(Saved entries)
-----
//! Classifier inference
//!
//! Each model bundle carries three independent classifiers (compute class,
//! storage class, scaling action). Classifiers exported to ONNX run through
//! tract; small linear models can be embedded directly in the manifest.

use super::output::{OutputDecoders, PredictionCodes};
use super::scaling::StandardScaler;
use super::Predictor;
use crate::models::{FeatureVector, Recommendation};
use crate::observability::RecommenderMetrics;
use anyhow::{bail, ensure, Context, Result};
use serde::{Deserialize, Serialize};
use std::time::Instant;
use tract_onnx::prelude::*;
use tracing::{debug, warn};

/// Maximum inference latency before warning (5ms target)
const MAX_INFERENCE_MS: u128 = 5;

type TractModel = SimplePlan<TypedFact, Box<dyn TypedOp>, Graph<TypedFact, Box<dyn TypedOp>>>;

/// A pre-trained model emitting one categorical code per scaled vector
pub trait Classifier: Send + Sync {
    fn classify(&self, scaled: &[f64]) -> Result<i64>;
}

/// ONNX classifier run with tract
///
/// The model takes a single `f32 [1, n_features]` input. Output 0 is either
/// the predicted label (integer tensor) or per-class scores (f32 tensor),
/// in which case the argmax is the code.
pub struct OnnxClassifier {
    model: TractModel,
    num_features: usize,
}

impl OnnxClassifier {
    /// Create a classifier from model bytes
    pub fn new(model_bytes: &[u8], num_features: usize) -> Result<Self> {
        let model = Self::load_model(model_bytes, num_features)?;
        Ok(Self {
            model,
            num_features,
        })
    }

    /// Load and optimize an ONNX model from bytes
    fn load_model(model_bytes: &[u8], num_features: usize) -> Result<TractModel> {
        let model = tract_onnx::onnx()
            .model_for_read(&mut std::io::Cursor::new(model_bytes))
            .context("Failed to parse ONNX model")?
            .with_input_fact(0, f32::fact([1, num_features]).into())
            .context("Failed to set input shape")?
            .into_optimized()
            .context("Failed to optimize model")?
            .into_runnable()
            .context("Failed to create runnable model")?;
        Ok(model)
    }

    fn to_tensor(&self, scaled: &[f64]) -> Result<Tensor> {
        let data: Vec<f32> = scaled.iter().map(|v| *v as f32).collect();
        let array = tract_ndarray::Array2::from_shape_vec((1, self.num_features), data)
            .context("Feature vector does not match model input shape")?;
        Ok(array.into())
    }
}

impl Classifier for OnnxClassifier {
    fn classify(&self, scaled: &[f64]) -> Result<i64> {
        let input = self.to_tensor(scaled)?;
        let result = self.model.run(tvec!(input.into()))?;
        let output = result.first().context("No output from model")?;
        output_code(output)
    }
}

fn output_code(output: &Tensor) -> Result<i64> {
    match output.datum_type() {
        DatumType::I64 => output
            .to_array_view::<i64>()?
            .iter()
            .next()
            .copied()
            .context("Model returned an empty label tensor"),
        DatumType::I32 => output
            .to_array_view::<i32>()?
            .iter()
            .next()
            .map(|code| i64::from(*code))
            .context("Model returned an empty label tensor"),
        DatumType::F32 => {
            let scores: Vec<f32> = output.to_array_view::<f32>()?.iter().copied().collect();
            if scores.iter().any(|s| !s.is_finite()) {
                bail!("Model returned a non-finite score {:?}", scores);
            }
            match scores.len() {
                0 => bail!("Model returned an empty score tensor"),
                1 => Ok(scores[0].round() as i64),
                _ => Ok(argmax(scores.iter().map(|s| f64::from(*s))) as i64),
            }
        }
        other => bail!("Unsupported model output type {:?}", other),
    }
}

fn argmax(values: impl Iterator<Item = f64>) -> usize {
    let mut best = (0, f64::NEG_INFINITY);
    for (idx, value) in values.enumerate() {
        if value > best.1 {
            best = (idx, value);
        }
    }
    best.0
}

/// Linear classifier embedded in the bundle manifest
///
/// Scores are `W·x + b`; the code is `classes[argmax]`. A single row is a
/// binary model: a positive score selects `classes[1]`.
#[derive(Debug, Clone, PartialEq, Serialize, Deserialize)]
pub struct LinearClassifier {
    pub coefficients: Vec<Vec<f64>>,
    pub intercepts: Vec<f64>,
    pub classes: Vec<i64>,
}

impl LinearClassifier {
    pub fn validate(&self, num_features: usize) -> Result<()> {
        ensure!(!self.coefficients.is_empty(), "Linear model has no coefficients");
        ensure!(
            self.intercepts.len() == self.coefficients.len(),
            "Linear model has {} intercepts for {} coefficient rows",
            self.intercepts.len(),
            self.coefficients.len()
        );
        if let Some(row) = self.coefficients.iter().find(|row| row.len() != num_features) {
            bail!(
                "Linear model row has {} coefficients, expected {}",
                row.len(),
                num_features
            );
        }
        let expected_classes = if self.coefficients.len() == 1 {
            2
        } else {
            self.coefficients.len()
        };
        ensure!(
            self.classes.len() == expected_classes,
            "Linear model lists {} classes, expected {}",
            self.classes.len(),
            expected_classes
        );
        Ok(())
    }

    fn score(&self, row: usize, scaled: &[f64]) -> f64 {
        let dot: f64 = self.coefficients[row]
            .iter()
            .zip(scaled)
            .map(|(w, x)| w * x)
            .sum();
        dot + self.intercepts[row]
    }
}

impl Classifier for LinearClassifier {
    fn classify(&self, scaled: &[f64]) -> Result<i64> {
        self.validate(scaled.len())?;

        let idx = if self.coefficients.len() == 1 {
            usize::from(self.score(0, scaled) > 0.0)
        } else {
            argmax((0..self.coefficients.len()).map(|row| self.score(row, scaled)))
        };
        Ok(self.classes[idx])
    }
}

/// Predictor assembled from a loaded model bundle
pub struct BundlePredictor {
    version: String,
    features: Vec<String>,
    scaler: StandardScaler,
    compute: Box<dyn Classifier>,
    storage: Box<dyn Classifier>,
    scaling: Box<dyn Classifier>,
    decoders: OutputDecoders,
    metrics: RecommenderMetrics,
}

impl BundlePredictor {
    pub fn new(
        version: impl Into<String>,
        features: Vec<String>,
        scaler: StandardScaler,
        compute: Box<dyn Classifier>,
        storage: Box<dyn Classifier>,
        scaling: Box<dyn Classifier>,
        decoders: OutputDecoders,
    ) -> Result<Self> {
        ensure!(!features.is_empty(), "Model bundle lists no features");
        scaler.validate(features.len())?;

        Ok(Self {
            version: version.into(),
            features,
            scaler,
            compute,
            storage,
            scaling,
            decoders,
            metrics: RecommenderMetrics::new(),
        })
    }

    /// Run the three classifiers on an already-normalized vector
    pub fn predict_codes(&self, features: &FeatureVector) -> Result<PredictionCodes> {
        let scaled = self
            .scaler
            .transform(features.as_slice())
            .context("Failed to scale feature vector")?;

        Ok(PredictionCodes {
            compute: self.compute.classify(&scaled).context("Compute class model failed")?,
            storage: self.storage.classify(&scaled).context("Storage class model failed")?,
            scaling: self.scaling.classify(&scaled).context("Scaling action model failed")?,
        })
    }
}

impl Predictor for BundlePredictor {
    fn feature_names(&self) -> &[String] {
        &self.features
    }

    fn predict(&self, features: &FeatureVector) -> Result<Recommendation> {
        let start = Instant::now();

        let codes = self.predict_codes(features)?;

        let elapsed = start.elapsed();
        if elapsed.as_millis() > MAX_INFERENCE_MS {
            self.metrics.inc_slow_inferences();
            warn!(elapsed_ms = elapsed.as_millis(), "Inference exceeded {}ms target", MAX_INFERENCE_MS);
        } else {
            debug!(elapsed_us = elapsed.as_micros(), "Inference completed");
        }

        Ok(self.decoders.decode(codes))
    }

    fn model_version(&self) -> &str {
        &self.version
    }
}

#[cfg(test)]
mod tests {
    use super::*;
    use crate::predictor::LabelDecoder;

    struct Constant(i64);

    impl Classifier for Constant {
        fn classify(&self, _scaled: &[f64]) -> Result<i64> {
            Ok(self.0)
        }
    }

    struct Broken;

    impl Classifier for Broken {
        fn classify(&self, _scaled: &[f64]) -> Result<i64> {
            bail!("weights corrupted")
        }
    }

    fn features(n: usize) -> Vec<String> {
        (0..n).map(|i| format!("f{i}")).collect()
    }

    fn vector(values: Vec<f64>) -> FeatureVector {
        FeatureVector {
            values,
            defaulted: Vec::new(),
        }
    }

    #[test]
    fn test_linear_multiclass_argmax() {
        let model = LinearClassifier {
            coefficients: vec![vec![1.0, 0.0], vec![0.0, 1.0], vec![-1.0, -1.0]],
            intercepts: vec![0.0, 0.0, 0.0],
            classes: vec![10, 20, 30],
        };
        assert_eq!(model.classify(&[2.0, 1.0]).unwrap(), 10);
        assert_eq!(model.classify(&[0.0, 3.0]).unwrap(), 20);
        assert_eq!(model.classify(&[-1.0, -1.0]).unwrap(), 30);
    }

    #[test]
    fn test_linear_binary_threshold() {
        let model = LinearClassifier {
            coefficients: vec![vec![1.0]],
            intercepts: vec![-0.5],
            classes: vec![0, 1],
        };
        assert_eq!(model.classify(&[1.0]).unwrap(), 1);
        assert_eq!(model.classify(&[0.0]).unwrap(), 0);
    }

    #[test]
    fn test_linear_dimension_mismatch() {
        let model = LinearClassifier {
            coefficients: vec![vec![1.0, 2.0], vec![3.0, 4.0]],
            intercepts: vec![0.0, 0.0],
            classes: vec![0, 1],
        };
        assert!(model.validate(3).is_err());
        assert!(model.validate(2).is_ok());

        let wrong_classes = LinearClassifier {
            classes: vec![0, 1, 2],
            ..model
        };
        assert!(wrong_classes.validate(2).is_err());
    }

    #[test]
    fn test_invalid_onnx_bytes_rejected() {
        let err = OnnxClassifier::new(b"not an onnx model", 4).err().unwrap();
        assert!(err.to_string().contains("Failed to parse ONNX model"));
    }

    #[test]
    fn test_output_code_integer_labels() {
        assert_eq!(output_code(&tensor1(&[2i64])).unwrap(), 2);
        assert_eq!(output_code(&tensor2(&[[7i32]])).unwrap(), 7);
    }

    #[test]
    fn test_output_code_score_argmax() {
        let scores = tensor2(&[[0.1f32, 0.7, 0.2]]);
        assert_eq!(output_code(&scores).unwrap(), 1);
    }

    #[test]
    fn test_output_code_single_score_rounds() {
        assert_eq!(output_code(&tensor1(&[0.8f32])).unwrap(), 1);
        assert_eq!(output_code(&tensor1(&[0.2f32])).unwrap(), 0);
    }

    #[test]
    fn test_output_code_rejects_non_finite_scores() {
        let err = output_code(&tensor1(&[f32::NAN])).unwrap_err();
        assert!(err.to_string().contains("non-finite"));

        assert!(output_code(&tensor2(&[[0.3f32, f32::INFINITY]])).is_err());
    }

    #[test]
    fn test_output_code_rejects_empty_tensors() {
        assert!(output_code(&tensor1::<i64>(&[])).is_err());
        assert!(output_code(&tensor1::<f32>(&[])).is_err());
    }

    #[test]
    fn test_output_code_rejects_unsupported_type() {
        let err = output_code(&tensor1(&[1.0f64])).unwrap_err();
        assert!(err.to_string().contains("Unsupported model output type"));
    }

    #[test]
    fn test_slow_inference_is_counted() {
        struct Slow;

        impl Classifier for Slow {
            fn classify(&self, _scaled: &[f64]) -> Result<i64> {
                std::thread::sleep(std::time::Duration::from_millis(MAX_INFERENCE_MS as u64 + 5));
                Ok(0)
            }
        }

        fn slow_count() -> f64 {
            prometheus::gather()
                .iter()
                .find(|family| family.get_name() == "recommender_slow_inferences_total")
                .map(|family| family.get_metric()[0].get_counter().get_value())
                .unwrap_or(0.0)
        }

        let predictor = BundlePredictor::new(
            "test",
            features(1),
            StandardScaler::identity(1),
            Box::new(Slow),
            Box::new(Constant(0)),
            Box::new(Constant(0)),
            OutputDecoders::default(),
        )
        .unwrap();

        let before = slow_count();
        predictor.predict(&vector(vec![1.0])).unwrap();
        assert!(slow_count() >= before + 1.0);
    }

    #[test]
    fn test_bundle_predictor_decodes_outputs() {
        let decoders = OutputDecoders {
            compute: Some(LabelDecoder::new(vec!["t3.micro".into(), "m5.large".into()])),
            storage: Some(LabelDecoder::new(vec!["gp3".into()])),
            scaling: None,
        };
        let predictor = BundlePredictor::new(
            "test",
            features(2),
            StandardScaler::identity(2),
            Box::new(Constant(1)),
            Box::new(Constant(0)),
            Box::new(Constant(4)),
            decoders,
        )
        .unwrap();

        let rec = predictor.predict(&vector(vec![1.0, 2.0])).unwrap();
        assert_eq!(rec.compute_class, "m5.large");
        assert_eq!(rec.storage_class, "gp3");
        assert_eq!(rec.scaling_action, "4");
        assert_eq!(predictor.model_version(), "test");
    }

    #[test]
    fn test_bundle_predictor_propagates_model_failure() {
        let predictor = BundlePredictor::new(
            "test",
            features(1),
            StandardScaler::identity(1),
            Box::new(Constant(0)),
            Box::new(Broken),
            Box::new(Constant(0)),
            OutputDecoders::default(),
        )
        .unwrap();

        let err = predictor.predict(&vector(vec![1.0])).unwrap_err();
        assert!(format!("{err:#}").contains("weights corrupted"));
    }

    #[test]
    fn test_bundle_predictor_rejects_scaler_mismatch() {
        let result = BundlePredictor::new(
            "test",
            features(3),
            StandardScaler::identity(2),
            Box::new(Constant(0)),
            Box::new(Constant(0)),
            Box::new(Constant(0)),
            OutputDecoders::default(),
        );
        assert!(result.is_err());
    }
}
-----
What is expected: Each line of the records above that holds the word "OutputDecoders" should be counted, and only the final number stated.

Answer to this problem: 7